Stelzer creates images with imaging tools such as Stable Diffusion, Midjourney, and DALL-E 2. He mostly makes sounds using artificial intelligence sound generation tools like Synthesia or Murph. And it uses GPT-3, a text generator, to help with scripting.
“I can make a ’70s sci-fi movie if I want to in my studio in my little home office,” Stelzer, who lives in Berlin, told CNN Business from that studio. “And actually I can do more than a sci-fi movie. I can think of what movie is there in that paradigm where the execution is as easy as the idea?”
“It’s in the embryonic stage right now, but I have a lot of ideas about where I want to take it,” Stelzer said.
“Shadows of Thoughts and Seeds of Stories”
The idea for “Salt” came from Stelzer’s experiments with Midjourney, a powerful, publicly available AI system where users can feed a text query and get an image in response. His instructions to the system produced images that he said “felt like a movie world,” depicting things like alien vegetation, a mysterious figure lurking in the shadows, and a strange-looking research station on an arid mining planet. He said he included what appeared to be salt crystals in one image.
“I saw it in front of me and I said, ‘Well, I don’t know what’s going on in this world, but I know there are a lot of stories, interesting things.’ “I saw shades of stories and shadows of ideas and seeds of stories.”

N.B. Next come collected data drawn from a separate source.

//! The diagram side of a scene: a flat list of labelled cells.

use std::collections::HashSet;
use std::path::Path;

use log::info;
use serde::{Deserialize, Serialize};
use yw_core::Rect;

use crate::error::{SceneError, SceneResult};

const CAMERA_PREFIX: &str = "camera:";
const ROI_PREFIX: &str = "roi:";

/// One element of the diagram: a box, a container, or an arrow.
#[derive(Debug, Clone, Default, PartialEq, Serialize, Deserialize)]
pub struct Cell {
    /// Unique id; becomes the id of the scene object built from this cell.
    pub id: String,
    /// Text label.
    #[serde(default)]
    pub value: Option<String>,
    /// Left edge; defaults to 0.
    #[serde(default)]
    pub x: Option<f64>,
    /// Top edge; defaults to 0.
    #[serde(default)]
    pub y: Option<f64>,
    /// Width; required for processes, cameras, and ROIs.
    #[serde(default)]
    pub width: Option<f64>,
    /// Height; required for processes, cameras, and ROIs.
    #[serde(default)]
    pub height: Option<f64>,
    /// Marks the cell as an arrow.
    #[serde(default)]
    pub edge: bool,
    /// Id of the cell an arrow starts at.
    #[serde(default)]
    pub source: Option<String>,
    /// Id of the cell an arrow ends at.
    #[serde(default)]
    pub target: Option<String>,
    /// `;`-separated style flags, e.g. `swimlane`.
    #[serde(default)]
    pub style: Option<String>,
    /// Id of the enclosing container.
    #[serde(default)]
    pub parent: Option<String>,
}

impl Cell {
    /// The label, or `""` when there is none.
    pub fn label(&self) -> &str {
        self.value.as_deref().unwrap_or("")
    }

    /// `true` for arrows, connected or not.
    pub fn is_edge(&self) -> bool {
        self.edge || self.source.is_some() || self.target.is_some()
    }

    /// `true` for a container cell.
    pub fn is_swimlane(&self) -> bool {
        self.style
            .as_deref()
            .is_some_and(|style| style.split(';').any(|flag| flag.trim() == "swimlane"))
    }

    /// Footprint of the cell. Missing coordinates default to zero; a missing
    /// size means the cell has no geometry.
    pub fn rect(&self) -> Option<Rect> {
        Some(Rect::new(
            self.x.unwrap_or(0.0),
            self.y.unwrap_or(0.0),
            self.width?,
            self.height?,
        ))
    }

    fn has_prefix(&self, prefix: &str) -> bool {
        let label = self.label();
        label
            .get(..prefix.len())
            .is_some_and(|head| head.eq_ignore_ascii_case(prefix))
    }

    /// `true` if the label marks this cell as a camera.
    pub fn is_camera(&self) -> bool {
        self.has_prefix(CAMERA_PREFIX)
    }

    /// `true` if the label marks this cell as an ROI.
    pub fn is_roi(&self) -> bool {
        self.has_prefix(ROI_PREFIX)
    }

    /// Label of a camera or ROI: the text after the first colon.
    pub fn sensor_label(&self) -> &str {
        self.label()
            .split_once(':')
            .map_or("", |(_, rest)| rest.trim())
    }
}

/// Cells sorted by the scene object they describe, in layout order.
#[derive(Debug, Default)]
pub struct Categorized<'a> {
    /// Arrow endpoints.
    pub processes: Vec<&'a Cell>,
    /// Arrows with both ends connected.
    pub movers: Vec<&'a Cell>,
    /// Cells labelled `camera:`.
    pub cameras: Vec<&'a Cell>,
    /// Cells labelled `roi:`.
    pub rois: Vec<&'a Cell>,
}

/// A scene diagram.
#[derive(Debug, Clone, Default, PartialEq, Serialize, Deserialize)]
pub struct Layout {
    /// World width.
    pub width: f64,
    /// World height.
    pub height: f64,
    /// Every cell, in diagram order.
    #[serde(default)]
    pub cells: Vec<Cell>,
}

impl Layout {
    /// Read a layout, choosing YAML, JSON, or draw.io XML by file extension.
    pub fn load(path: &Path) -> SceneResult<Self> {
        let contents = std::fs::read_to_string(path).map_err(|err| SceneError::Io {
            path: path.to_path_buf(),
            source: err,
        })?;
        let ext = path
            .extension()
            .and_then(|value| value.to_str())
            .unwrap_or("")
            .to_lowercase();

        let layout: Self = if ext == "yaml" || ext == "yml" {
            serde_yaml::from_str(&contents).map_err(|err| SceneError::Parse {
                path: path.to_path_buf(),
                message: err.to_string(),
            })?
        } else if ext == "json" {
            serde_json::from_str(&contents).map_err(|err| SceneError::Parse {
                path: path.to_path_buf(),
                message: err.to_string(),
            })?
        } else if ext == "drawio" || ext == "xml" {
            crate::drawio::parse(path, &contents)?
        } else {
            return Err(SceneError::UnsupportedFormat {
                path: path.to_path_buf(),
            });
        };

        info!("loaded layout {} ({} cells)", path.display(), layout.cells.len());
        Ok(layout)
    }

    /// Look up a cell by id.
    pub fn cell(&self, id: &str) -> Option<&Cell> {
        self.cells.iter().find(|cell| cell.id == id)
    }

    /// Sort cells into processes, movers, cameras, and ROIs.
    ///
    /// Any cell with both ends connected is a mover and both ends are
    /// processes, whatever their labels say. Remaining cells are cameras or
    /// ROIs by label prefix; everything else is decoration.
    pub fn categorize(&self) -> Categorized<'_> {
        let mut out = Categorized::default();
        let mut endpoints = HashSet::new();

        for cell in &self.cells {
            if let (Some(source), Some(target)) = (&cell.source, &cell.target) {
                out.movers.push(cell);
                endpoints.insert(source.as_str());
                endpoints.insert(target.as_str());
            }
        }

        for cell in &self.cells {
            if endpoints.contains(cell.id.as_str()) {
                out.processes.push(cell);
            } else if cell.is_camera() {
                out.cameras.push(cell);
            } else if cell.is_roi() {
                out.rois.push(cell);
            }
        }
        out
    }

    /// Reject diagrams that cannot become a scene.
    pub fn check(&self) -> SceneResult<()> {
        for cell in &self.cells {
            if cell.is_edge() {
                if cell.label().trim().is_empty() {
                    return Err(SceneError::UnlabelledEdge {
                        id: cell.id.clone(),
                    });
                }
                if cell.source.is_none() {
                    return Err(SceneError::EdgeWithoutSource {
                        id: cell.id.clone(),
                    });
                }
                if cell.target.is_none() {
                    return Err(SceneError::EdgeWithoutTarget {
                        id: cell.id.clone(),
                    });
                }
            }

            if cell.value.as_deref().is_some_and(|v| v.trim().is_empty()) {
                return Err(SceneError::UnlabelledCell {
                    id: cell.id.clone(),
                });
            }

            if cell.is_swimlane() && !(cell.is_camera() || cell.is_roi()) {
                return Err(SceneError::BadContainerLabel {
                    id: cell.id.clone(),
                    label: cell.label().to_string(),
                });
            }
        }

        let cats = self.categorize();
        for cell in cats.processes.iter().chain(&cats.cameras).chain(&cats.rois) {
            if cell.rect().is_none() {
                return Err(SceneError::MissingGeometry {
                    id: cell.id.clone(),
                });
            }
        }
        for roi in &cats.rois {
            let in_camera = roi
                .parent
                .as_deref()
                .is_some_and(|parent| cats.cameras.iter().any(|cam| cam.id == parent));
            if !in_camera {
                return Err(SceneError::RoiOutsideCamera { id: roi.id.clone() });
            }
        }

        info!(
            "layout verified: {} processes, {} movers, {} cameras, {} rois",
            cats.processes.len(),
            cats.movers.len(),
            cats.cameras.len(),
            cats.rois.len()
        );
        Ok(())
    }
}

The vintage sci-fi vibe is partly an homage to a genre Stelzer loves, and partly a necessity due to the technical limitations of AI image generators, which are still not good at creating high-definition textured images. To get the AI to generate images, it creates prompts that include phrases like “sci-fi research station near a mining cave,” “35mm footage,” “dark and beige atmosphere,” and “salt flakes on the wall.”
The look of the film also matches Stelzer’s editing style as an amateur auteur. As he uses artificial intelligence to create still images for “Salt,” Stelzer uses some simple techniques to animate the scenes, such as shaking parts of the image to make it appear as if it’s moving or zoomed in. Crude, but effective.
“Salt” is going to college
“Salt” has a small but fascinating following on the Internet. As of Wednesday, the Twitter account for the film series had nearly 4,500 followers. Some of them asked Stelzer to show how he makes his films.
Savannah Niles, director of product and design at AR and VR experience builder Magnopus, followed along with “Salt” on Twitter, saying she sees it as a prototype for the future of storytelling — when people actively participate and contribute to a narrative. It helps build AI. He hopes that tools like Stelzer can make it cheaper and faster to produce films that today can attract hundreds of people, take several years and cost millions of dollars.
“I think there will be a lot of that, which is exciting,” he said.
It is also used as a teaching aid. Northern Illinois University professor David Gunkel, who follows the films on Twitter, said he previously used a short sci-fi film called “Solar Spring” to teach his students about computational creativity. Released in 2016 and starring “Silicon Valley” actor Thomas Middleditch, it is believed to be the first film to use artificial intelligence to write the script. Now, he said, he plans to use “Salt” in his communications technology classes in the fall semester.
“It creates a world where you feel engaged, immersed,” he said. “I just want to see more of what’s possible and what’s going to come out of it.”
Stelzer said he has a “somewhat cohesive” idea of what the overall narrative structure of “Salt” will be, but isn’t sure he wants to reveal it — in part because the community’s involvement has already detracted from the story in some ways. as planned.
“I’m not sure if the story in my head is actually going to play out like that,” he said. “For me, the appeal of experimentation comes from intellectually, creatively, the curiosity to see what I and society can come up with together.”